Stored items:
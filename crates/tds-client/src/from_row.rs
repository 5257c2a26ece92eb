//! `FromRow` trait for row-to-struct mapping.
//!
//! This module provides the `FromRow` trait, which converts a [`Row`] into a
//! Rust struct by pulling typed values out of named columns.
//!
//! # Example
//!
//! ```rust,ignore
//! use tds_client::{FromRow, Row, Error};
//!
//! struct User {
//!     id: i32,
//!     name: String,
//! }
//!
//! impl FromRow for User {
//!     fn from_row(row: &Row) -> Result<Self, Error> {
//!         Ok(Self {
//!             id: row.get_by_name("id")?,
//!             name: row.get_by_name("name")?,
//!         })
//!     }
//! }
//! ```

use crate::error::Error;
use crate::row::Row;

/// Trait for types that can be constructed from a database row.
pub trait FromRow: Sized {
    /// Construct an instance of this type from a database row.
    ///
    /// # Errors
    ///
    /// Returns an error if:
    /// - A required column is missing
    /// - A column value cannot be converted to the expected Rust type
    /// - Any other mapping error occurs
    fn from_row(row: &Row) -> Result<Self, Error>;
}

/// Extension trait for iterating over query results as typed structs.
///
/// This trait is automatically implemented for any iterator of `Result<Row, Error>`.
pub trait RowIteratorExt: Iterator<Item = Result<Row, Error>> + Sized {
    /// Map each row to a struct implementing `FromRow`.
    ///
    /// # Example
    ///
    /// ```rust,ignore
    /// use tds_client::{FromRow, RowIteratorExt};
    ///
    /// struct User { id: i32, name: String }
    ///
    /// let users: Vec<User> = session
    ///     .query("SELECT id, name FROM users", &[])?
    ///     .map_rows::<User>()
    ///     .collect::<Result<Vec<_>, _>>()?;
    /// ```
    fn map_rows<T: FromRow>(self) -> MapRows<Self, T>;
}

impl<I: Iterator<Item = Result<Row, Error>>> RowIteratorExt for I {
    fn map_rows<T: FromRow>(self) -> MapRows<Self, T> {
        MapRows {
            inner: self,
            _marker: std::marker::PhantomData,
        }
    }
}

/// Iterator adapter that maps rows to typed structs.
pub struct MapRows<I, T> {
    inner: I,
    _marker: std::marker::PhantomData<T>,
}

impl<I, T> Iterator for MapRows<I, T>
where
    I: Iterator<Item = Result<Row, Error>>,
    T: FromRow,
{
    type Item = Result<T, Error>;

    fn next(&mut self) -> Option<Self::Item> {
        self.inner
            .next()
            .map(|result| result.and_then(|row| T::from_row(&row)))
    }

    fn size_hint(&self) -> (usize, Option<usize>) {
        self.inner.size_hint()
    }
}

--

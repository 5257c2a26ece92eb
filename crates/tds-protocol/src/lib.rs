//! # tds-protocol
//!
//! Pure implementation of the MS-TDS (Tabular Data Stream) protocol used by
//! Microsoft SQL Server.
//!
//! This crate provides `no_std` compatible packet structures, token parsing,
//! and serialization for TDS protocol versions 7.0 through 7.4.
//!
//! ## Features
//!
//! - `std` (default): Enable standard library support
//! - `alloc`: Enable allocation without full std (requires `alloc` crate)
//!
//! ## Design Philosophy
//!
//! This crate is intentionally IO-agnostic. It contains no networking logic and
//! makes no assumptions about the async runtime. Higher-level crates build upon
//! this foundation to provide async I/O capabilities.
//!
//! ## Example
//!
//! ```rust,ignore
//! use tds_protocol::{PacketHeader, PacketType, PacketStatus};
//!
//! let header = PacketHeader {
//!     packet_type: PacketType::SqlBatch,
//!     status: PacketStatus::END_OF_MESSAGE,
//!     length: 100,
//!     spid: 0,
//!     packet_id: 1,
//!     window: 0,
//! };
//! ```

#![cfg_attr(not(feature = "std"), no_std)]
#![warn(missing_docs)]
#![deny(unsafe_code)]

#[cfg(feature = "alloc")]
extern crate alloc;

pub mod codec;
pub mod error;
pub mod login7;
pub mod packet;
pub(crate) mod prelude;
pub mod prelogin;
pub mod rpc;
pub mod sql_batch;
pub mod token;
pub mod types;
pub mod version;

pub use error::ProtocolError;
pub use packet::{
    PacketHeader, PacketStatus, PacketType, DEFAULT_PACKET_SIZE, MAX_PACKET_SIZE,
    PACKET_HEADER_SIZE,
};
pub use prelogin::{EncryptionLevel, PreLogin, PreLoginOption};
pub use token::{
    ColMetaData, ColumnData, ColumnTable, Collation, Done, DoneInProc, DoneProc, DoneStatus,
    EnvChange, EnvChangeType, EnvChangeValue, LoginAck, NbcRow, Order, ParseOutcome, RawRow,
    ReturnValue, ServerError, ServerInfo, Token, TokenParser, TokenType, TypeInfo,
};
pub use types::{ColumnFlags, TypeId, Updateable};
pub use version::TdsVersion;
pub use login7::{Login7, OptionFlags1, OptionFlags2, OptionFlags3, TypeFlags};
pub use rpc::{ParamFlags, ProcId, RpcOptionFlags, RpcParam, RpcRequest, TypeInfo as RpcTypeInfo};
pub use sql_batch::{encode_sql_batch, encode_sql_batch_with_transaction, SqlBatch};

- **DESCRIPTION OF THE TASK**: Return only the part of the records above that opens with the line containing "async I/O capabilities." and closes with the line containing "pub use version::TdsVersion;", ends included.

- **TASK SOLUTION**:
//! this foundation to provide async I/O capabilities.
//!
//! ## Example
//!
//! ```rust,ignore
//! use tds_protocol::{PacketHeader, PacketType, PacketStatus};
//!
//! let header = PacketHeader {
//!     packet_type: PacketType::SqlBatch,
//!     status: PacketStatus::END_OF_MESSAGE,
//!     length: 100,
//!     spid: 0,
//!     packet_id: 1,
//!     window: 0,
//! };
//! ```

#![cfg_attr(not(feature = "std"), no_std)]
#![warn(missing_docs)]
#![deny(unsafe_code)]

#[cfg(feature = "alloc")]
extern crate alloc;

pub mod codec;
pub mod error;
pub mod login7;
pub mod packet;
pub(crate) mod prelude;
pub mod prelogin;
pub mod rpc;
pub mod sql_batch;
pub mod token;
pub mod types;
pub mod version;

pub use error::ProtocolError;
pub use packet::{
    PacketHeader, PacketStatus, PacketType, DEFAULT_PACKET_SIZE, MAX_PACKET_SIZE,
    PACKET_HEADER_SIZE,
};
pub use prelogin::{EncryptionLevel, PreLogin, PreLoginOption};
pub use token::{
    ColMetaData, ColumnData, ColumnTable, Collation, Done, DoneInProc, DoneProc, DoneStatus,
    EnvChange, EnvChangeType, EnvChangeValue, LoginAck, NbcRow, Order, ParseOutcome, RawRow,
    ReturnValue, ServerError, ServerInfo, Token, TokenParser, TokenType, TypeInfo,
};
pub use types::{ColumnFlags, TypeId, Updateable};
pub use version::TdsVersion;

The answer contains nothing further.